Двусмысленность, на которой была основана миссия иезуита, неизбежно должна была привести его к этой немилости. Если бы он обманул надежды одного из противников, он должен был внушать подозрение другому. Это отзывалось на его роли до конца переговоров, тянувшихся с 13 декабря 1581 года до 15 января 1582 года. Русские укоряли его, что он держит сторону поляков, а Замойский называл его «плутом» и «изменником».
Он даже сомневался в его религиозных стремлениях, находил, что он больше заботится о политических расчетах, чем о «небесных силах».
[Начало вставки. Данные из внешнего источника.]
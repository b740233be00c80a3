use crate::application::signature::{self, SignatureVerifier};
use crate::config::{EngineConfig, GatewayConfig};
use crate::domain::order::{Amount, Currency, CustomerDetails, Order, OrderId};
use crate::domain::ports::{OrderStoreRef, RemoteOrderGatewayRef};
use crate::domain::status::PaymentStatus;
use crate::error::{PaymentError, Result};
use chrono::{DateTime, Utc};
use rust_decimal::Decimal;
use serde::Deserialize;
use std::fmt::{self, Display};
use std::future::Future;
use tracing::{debug, info, warn};
use uuid::Uuid;

/// Result of a reconciliation request that was not rejected.
#[derive(Debug, Clone, PartialEq)]
pub enum Outcome {
    /// The order moved to a new status.
    Applied(Order),
    /// The client confirmed a payment we had already recorded.
    AlreadyConfirmed(Order),
    /// The requested status was already in place.
    NoOp(Order),
    /// Event type this engine does not act on. Acknowledged and ignored.
    Unhandled { event_type: String },
}

impl Outcome {
    pub fn order(&self) -> Option<&Order> {
        match self {
            Outcome::Applied(order) | Outcome::AlreadyConfirmed(order) | Outcome::NoOp(order) => {
                Some(order)
            }
            Outcome::Unhandled { .. } => None,
        }
    }

    pub fn label(&self) -> &'static str {
        match self {
            Outcome::Applied(_) => "Applied",
            Outcome::AlreadyConfirmed(_) => "AlreadyConfirmed",
            Outcome::NoOp(_) => "NoOp",
            Outcome::Unhandled { .. } => "UnhandledEvent",
        }
    }
}

/// Request to open a new order.
#[derive(Debug, Clone, Deserialize)]
pub struct NewOrder {
    pub amount: Decimal,
    pub currency: String,
    /// Merchant-side receipt number. Generated when absent.
    #[serde(default)]
    pub receipt: Option<String>,
    #[serde(default)]
    pub customer: CustomerDetails,
}

/// A payment confirmation posted by the client after checkout.
#[derive(Debug, Clone, Deserialize)]
pub struct ClientConfirmation {
    #[serde(alias = "paymentId", alias = "razorpay_payment_id")]
    pub payment_id: String,
    #[serde(alias = "orderId", alias = "razorpay_order_id")]
    pub order_id: String,
    #[serde(alias = "razorpay_signature")]
    pub signature: String,
    #[serde(flatten)]
    pub customer: CustomerDetails,
}

/// Statuses an operator may set directly. Confirmation needs a signed payment
/// reference and refunds go through [`ReconciliationEngine::refund`].
pub const OPERATOR_TARGETS: [PaymentStatus; 3] = [
    PaymentStatus::Cancelled,
    PaymentStatus::Expired,
    PaymentStatus::Failed,
];

/// Maps a processor event name to the status it asks for.
pub fn webhook_target(event_type: &str) -> Option<PaymentStatus> {
    match event_type {
        "payment.authorized" => Some(PaymentStatus::Authorized),
        "payment.captured" => Some(PaymentStatus::Success),
        "payment.failed" => Some(PaymentStatus::Failed),
        "payment.refunded" => Some(PaymentStatus::Refunded),
        _ => None,
    }
}

#[derive(Debug, Clone, Copy)]
enum OrderKey<'a> {
    Id(OrderId),
    Ref(&'a str),
}

impl Display for OrderKey<'_> {
    fn fmt(&self, f: &mut fmt::Formatter<'_>) -> fmt::Result {
        match self {
            OrderKey::Id(id) => id.fmt(f),
            OrderKey::Ref(order_ref) => f.write_str(order_ref),
        }
    }
}

enum Decision {
    Commit(Order),
    Settled(Outcome),
}

/// The payment state machine.
///
/// Every status change goes through a read-decide-write cycle committed with a
/// compare-and-set on the order version, so concurrent callers touching the same
/// order never overwrite each other and callers touching different orders never
/// wait on each other.
pub struct ReconciliationEngine {
    key_id: String,
    orders: OrderStoreRef,
    gateway: RemoteOrderGatewayRef,
    payment_verifier: SignatureVerifier,
    webhook_verifier: SignatureVerifier,
    config: EngineConfig,
}

impl ReconciliationEngine {
    pub fn new(
        orders: OrderStoreRef,
        gateway: RemoteOrderGatewayRef,
        gateway_config: &GatewayConfig,
        config: EngineConfig,
    ) -> Self {
        Self {
            key_id: gateway_config.key_id.clone(),
            orders,
            gateway,
            payment_verifier: SignatureVerifier::new(gateway_config.key_secret.clone()),
            webhook_verifier: SignatureVerifier::new(gateway_config.webhook_secret.clone()),
            config,
        }
    }

    /// Creates the remote order and stores a new PENDING order.
    pub async fn open_order(&self, request: NewOrder) -> Result<Order> {
        self.within_deadline(self.open_order_inner(request)).await
    }

    async fn open_order_inner(&self, request: NewOrder) -> Result<Order> {
        let amount = Amount::new(request.amount)?;
        let currency = Currency::new(&request.currency)?;
        let receipt = request
            .receipt
            .filter(|r| !r.trim().is_empty())
            .unwrap_or_else(|| format!("ORDER_{}", short_token()));

        let order_ref = match self.gateway.create_order(amount, &currency, &receipt).await {
            Ok(order_ref) => order_ref,
            Err(PaymentError::RemoteUnavailable(reason)) if self.config.degraded_mode => {
                let placeholder = format!("order_local_{}", short_token());
                warn!(
                    %receipt,
                    %reason,
                    %placeholder,
                    "Remote order creation failed; degraded mode substitutes a local reference"
                );
                placeholder
            }
            Err(e) => return Err(e),
        };
        signature::validate_reference(&order_ref)?;

        let order = Order::open(order_ref, amount, currency, request.customer, Utc::now());
        self.orders.insert(order.clone()).await?;
        info!(
            key_id = %self.key_id,
            order_id = %order.internal_id,
            order_ref = %order.external_order_ref,
            amount = %order.amount.value(),
            currency = %order.currency,
            "Opened order"
        );
        Ok(order)
    }

    /// Handles a client-side payment confirmation.
    ///
    /// The signature covers `payment_ref|order_ref` under the key secret.
    pub async fn confirm_client_payment(
        &self,
        order_ref: &str,
        payment_ref: &str,
        signature: &str,
        customer: Option<&CustomerDetails>,
    ) -> Result<Outcome> {
        self.within_deadline(self.confirm_inner(order_ref, payment_ref, signature, customer))
            .await
    }

    async fn confirm_inner(
        &self,
        order_ref: &str,
        payment_ref: &str,
        signature: &str,
        customer: Option<&CustomerDetails>,
    ) -> Result<Outcome> {
        if !self
            .payment_verifier
            .verify_payment(payment_ref, order_ref, signature)?
        {
            warn!(
                security_event = true,
                %order_ref,
                "Rejected client confirmation with an invalid signature"
            );
            return Err(PaymentError::SignatureInvalid);
        }

        self.reconcile(OrderKey::Ref(order_ref), |order, now| {
            if order.status.is_confirmed() {
                return if order.external_payment_ref.as_deref() == Some(payment_ref) {
                    debug!(order_id = %order.internal_id, "Payment already confirmed");
                    Ok(Decision::Settled(Outcome::AlreadyConfirmed(order.clone())))
                } else {
                    warn!(
                        security_event = true,
                        order_id = %order.internal_id,
                        %payment_ref,
                        "Confirmation carries a different payment reference than the captured one"
                    );
                    Err(PaymentError::PaymentRefConflict {
                        order_ref: order.external_order_ref.clone(),
                    })
                };
            }
            let mut next = order.transition(PaymentStatus::Success, now)?;
            next.external_payment_ref = Some(payment_ref.to_string());
            if let Some(customer) = customer
                && !customer.is_empty()
            {
                debug!(order_id = %order.internal_id, "Merging client-supplied customer details");
                next.customer.merge(customer);
            }
            Ok(Decision::Commit(next))
        })
        .await
    }

    /// Applies a processor webhook event.
    ///
    /// `raw_payload` must be the request body exactly as received; the signature
    /// is checked against it before anything else happens.
    pub async fn apply_webhook_event(
        &self,
        event_type: &str,
        payment_ref: &str,
        order_ref: &str,
        raw_payload: &[u8],
        signature: &str,
    ) -> Result<Outcome> {
        self.within_deadline(self.webhook_inner(
            event_type,
            payment_ref,
            order_ref,
            raw_payload,
            signature,
        ))
        .await
    }

    async fn webhook_inner(
        &self,
        event_type: &str,
        payment_ref: &str,
        order_ref: &str,
        raw_payload: &[u8],
        signature: &str,
    ) -> Result<Outcome> {
        if !self.verify_webhook(raw_payload, signature) {
            warn!(
                security_event = true,
                %event_type,
                %order_ref,
                "Rejected webhook with an invalid signature"
            );
            return Err(PaymentError::SignatureInvalid);
        }

        let Some(target) = webhook_target(event_type) else {
            info!(%event_type, "Ignoring unhandled webhook event");
            return Ok(Outcome::Unhandled {
                event_type: event_type.to_string(),
            });
        };
        signature::validate_reference(payment_ref)?;

        self.reconcile(OrderKey::Ref(order_ref), |order, now| {
            let other_payment = order
                .external_payment_ref
                .as_deref()
                .is_some_and(|r| r != payment_ref);
            let conflict = || PaymentError::PaymentRefConflict {
                order_ref: order.external_order_ref.clone(),
            };
            if order.status.is_equivalent(target) {
                if target.is_confirmed() && other_payment {
                    return Err(conflict());
                }
                debug!(
                    order_id = %order.internal_id,
                    status = %order.status,
                    "Webhook re-applies current status"
                );
                return Ok(Decision::Settled(Outcome::NoOp(order.clone())));
            }
            let mut next = order.transition(target, now)?;
            if target.is_refunded() {
                // A refund must name the payment that was captured.
                if other_payment {
                    return Err(conflict());
                }
            } else {
                next.external_payment_ref = Some(payment_ref.to_string());
            }
            Ok(Decision::Commit(next))
        })
        .await
    }

    /// Operator refund of a confirmed order.
    pub async fn refund(&self, id: OrderId, partial: bool) -> Result<Outcome> {
        let target = if partial {
            PaymentStatus::PartiallyRefunded
        } else {
            PaymentStatus::Refunded
        };
        self.change_status(id, target).await
    }

    /// Operator-driven status change: cancelling, expiring or failing an order.
    ///
    /// Any other target is a `ValidationError`.
    pub async fn transition(&self, id: OrderId, target: PaymentStatus) -> Result<Outcome> {
        if !OPERATOR_TARGETS.contains(&target) {
            return Err(PaymentError::ValidationError(format!(
                "operators may not set {target}; expected one of CANCELLED, EXPIRED, FAILED"
            )));
        }
        self.change_status(id, target).await
    }

    async fn change_status(&self, id: OrderId, target: PaymentStatus) -> Result<Outcome> {
        self.within_deadline(self.reconcile(OrderKey::Id(id), |order, now| {
            if order.status.is_equivalent(target) {
                return Ok(Decision::Settled(Outcome::NoOp(order.clone())));
            }
            Ok(Decision::Commit(order.transition(target, now)?))
        }))
        .await
    }

    pub async fn order(&self, id: OrderId) -> Result<Option<Order>> {
        self.orders.get(id).await
    }

    pub async fn order_by_ref(&self, order_ref: &str) -> Result<Option<Order>> {
        self.orders.get_by_order_ref(order_ref).await
    }

    pub async fn order_by_payment_ref(&self, payment_ref: &str) -> Result<Option<Order>> {
        self.orders.get_by_payment_ref(payment_ref).await
    }

    pub async fn orders(&self) -> Result<Vec<Order>> {
        self.orders.all().await
    }

    /// Checks a raw webhook body against the webhook secret.
    pub fn verify_webhook(&self, raw_payload: &[u8], signature: &str) -> bool {
        self.webhook_verifier.verify(raw_payload, signature)
    }

    pub fn payment_verifier(&self) -> &SignatureVerifier {
        &self.payment_verifier
    }

    pub fn webhook_verifier(&self) -> &SignatureVerifier {
        &self.webhook_verifier
    }

    async fn within_deadline<T>(&self, fut: impl Future<Output = Result<T>>) -> Result<T> {
        match self.config.deadline {
            Some(deadline) => tokio::time::timeout(deadline, fut)
                .await
                .map_err(|_| PaymentError::Timeout)?,
            None => fut.await,
        }
    }

    async fn load(&self, key: OrderKey<'_>) -> Result<Order> {
        let order = match key {
            OrderKey::Id(id) => self.orders.get(id).await?,
            OrderKey::Ref(order_ref) => self.orders.get_by_order_ref(order_ref).await?,
        };
        order.ok_or_else(|| PaymentError::OrderNotFound(key.to_string()))
    }

    async fn reconcile<F>(&self, key: OrderKey<'_>, mut decide: F) -> Result<Outcome>
    where
        F: FnMut(&Order, DateTime<Utc>) -> Result<Decision>,
    {
        let attempts = self.config.max_attempts.max(1);
        for attempt in 1..=attempts {
            let current = self.load(key).await?;
            let next = match decide(&current, Utc::now())? {
                Decision::Commit(next) => next,
                Decision::Settled(outcome) => return Ok(outcome),
            };
            // Nothing may be awaited after a successful write: a deadline firing
            // here would report Timeout for a committed change.
            if self
                .orders
                .compare_and_set(current.internal_id, current.version, next.clone())
                .await?
            {
                info!(
                    order_id = %next.internal_id,
                    from = %current.status,
                    to = %next.status,
                    version = next.version,
                    "Order status updated"
                );
                return Ok(Outcome::Applied(next));
            }
            debug!(order = %key, attempt, "Order version moved underneath us, retrying");
        }
        warn!(order = %key, attempts, "Giving up after repeated concurrent modifications");
        Err(PaymentError::ConcurrentModification(key.to_string(), attempts))
    }
}

fn short_token() -> String {
    Uuid::new_v4().simple().to_string()[..16].to_string()
}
III. Ям-Запольское перемириеЯ избавлю своих читателей от подробностей этих переговоров, указав на глубоко научный труд Пирлинга, в котором я мог бы лишь отметить неправильности некоторых суждений. Ям-Запольский, полуразоренное местечко в опустошенном крае, едва мог вместить поляков с их многочисленной свитой. Москвичам пришлось искать приюта по соседству, в деревне Киверова Гора. Так как посредник поселился там же, то заседания конгресса происходили у него в этой деревне, в курной избе. Под скромной кровлей, между импровизированным алтарем и печью, из которой дым за неимением другого выхода валил через окна и к концу каждого заседания делал уполномоченных похожими на трубочистов, – решалась судьба двух государств.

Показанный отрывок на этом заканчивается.